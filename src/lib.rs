//! Clubfit - golf club recommendation service
//!
//! Scores catalog clubs against a golfer's self-reported profile and ranks
//! them per club type, with localized reasons for each recommendation.

pub mod config;
pub mod core;
pub mod models;
pub mod routes;
pub mod services;

// Re-export commonly used types
pub use core::{recommend, Recommender};
pub use models::{Catalog, ClubRecommendation, ClubRecord, ClubType, GolferProfile, Locale, MissTendency, Recommendations, ScoringParams};
pub use services::{CatalogProvider, InMemoryCatalog};

#[cfg(test)]
mod tests {
    use super::*;

    #[test]
    fn test_library_exports() {
        let result = recommend(&GolferProfile::default(), &Catalog::new(), &ScoringParams::default(), Locale::Ko);
        assert!(result.is_empty());
    }
}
=-=-=-=-=
### What to do
Search the entries for the word "Locale", then gather every line that has it.

### Answer space
pub use models::{Catalog, ClubRecommendation, ClubRecord, ClubType, GolferProfile, Locale, MissTendency, Recommendations, ScoringParams};
        let result = recommend(&GolferProfile::default(), &Catalog::new(), &ScoringParams::default(), Locale::Ko);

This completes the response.